//! RecordingSenderFactory - 送信内容を記録するだけの sender（dry-run / テスト用）
//!
//! endpoint 単位で失敗を注入できます。
//! - `fail_construction_for`: create() が InvalidConfig を返す
//! - `fail_send_for`: send() が Delivery エラーを返す

use std::collections::HashSet;
use std::sync::Arc;

use async_trait::async_trait;
use serde::Serialize;
use tokio::sync::Mutex;

use crate::domain::{Build, DeliveryConfig, PendingNotification, ResendError};
use crate::ports::{NotificationSender, SenderFactory};

/// One `send` call as observed by the recording sender.
#[derive(Debug, Clone, PartialEq, Eq, Serialize)]
pub struct SentBatch {
    pub endpoint: String,
    pub build: Build,
    pub records: Vec<PendingNotification>,
}

#[derive(Debug, Clone, Default)]
pub struct RecordingSenderFactory {
    sent: Arc<Mutex<Vec<SentBatch>>>,
    attempts: Arc<Mutex<Vec<Build>>>,
    failing_construction: HashSet<String>,
    failing_send: HashSet<String>,
}

impl RecordingSenderFactory {
    pub fn new() -> Self {
        Self::default()
    }

    pub fn fail_construction_for(mut self, endpoint: impl Into<String>) -> Self {
        self.failing_construction.insert(endpoint.into());
        self
    }

    pub fn fail_send_for(mut self, endpoint: impl Into<String>) -> Self {
        self.failing_send.insert(endpoint.into());
        self
    }

    /// Successful sends, in call order.
    pub async fn sent(&self) -> Vec<SentBatch> {
        self.sent.lock().await.clone()
    }

    /// Every build a send was attempted for, including failed attempts.
    pub async fn attempts(&self) -> Vec<Build> {
        self.attempts.lock().await.clone()
    }
}

impl SenderFactory for RecordingSenderFactory {
    fn create(&self, config: &DeliveryConfig) -> Result<Box<dyn NotificationSender>, ResendError> {
        config.validate()?;
        if self.failing_construction.contains(&config.endpoint) {
            return Err(ResendError::InvalidConfig(format!(
                "endpoint {} refused",
                config.endpoint
            )));
        }
        Ok(Box::new(RecordingSender {
            endpoint: config.endpoint.clone(),
            fail: self.failing_send.contains(&config.endpoint),
            sent: Arc::clone(&self.sent),
            attempts: Arc::clone(&self.attempts),
        }))
    }
}

struct RecordingSender {
    endpoint: String,
    fail: bool,
    sent: Arc<Mutex<Vec<SentBatch>>>,
    attempts: Arc<Mutex<Vec<Build>>>,
}

#[async_trait]
impl NotificationSender for RecordingSender {
    async fn send(&self, build: &Build, records: &[PendingNotification]) -> Result<(), ResendError> {
        self.attempts.lock().await.push(build.clone());
        if self.fail {
            return Err(ResendError::Delivery(format!(
                "{} is unreachable",
                self.endpoint
            )));
        }
        self.sent.lock().await.push(SentBatch {
            endpoint: self.endpoint.clone(),
            build: build.clone(),
            records: records.to_vec(),
        });
        Ok(())
    }
}

#[cfg(test)]
mod tests {
    use super::*;
    use crate::domain::Project;

    #[tokio::test]
    async fn records_successful_sends() {
        let factory = RecordingSenderFactory::new();
        let sender = factory.create(&DeliveryConfig::new("http://a")).unwrap();
        let build = Build::new(Project::new("libA"), 1);
        let records = vec![PendingNotification::new(build.clone(), "core", "1.0")];

        sender.send(&build, &records).await.unwrap();

        let sent = factory.sent().await;
        assert_eq!(sent.len(), 1);
        assert_eq!(sent[0].endpoint, "http://a");
        assert_eq!(sent[0].records, records);
    }

    #[tokio::test]
    async fn injected_send_failure_is_attempted_but_not_recorded() {
        let factory = RecordingSenderFactory::new().fail_send_for("http://down");
        let sender = factory.create(&DeliveryConfig::new("http://down")).unwrap();
        let build = Build::new(Project::new("libA"), 1);

        let err = sender.send(&build, &[]).await.unwrap_err();
        assert!(matches!(err, ResendError::Delivery(_)));
        assert!(factory.sent().await.is_empty());
        assert_eq!(factory.attempts().await, vec![build]);
    }

    #[test]
    fn injected_construction_failure() {
        let factory = RecordingSenderFactory::new().fail_construction_for("http://bad");
        assert!(factory.create(&DeliveryConfig::new("http://bad")).is_err());
    }
}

> **EXERCISE**:
Check each line of the records above for "Serialize", and copy those that have it.

> **OUTPUT**:
use serde::Serialize;
#[derive(Debug, Clone, PartialEq, Eq, Serialize)]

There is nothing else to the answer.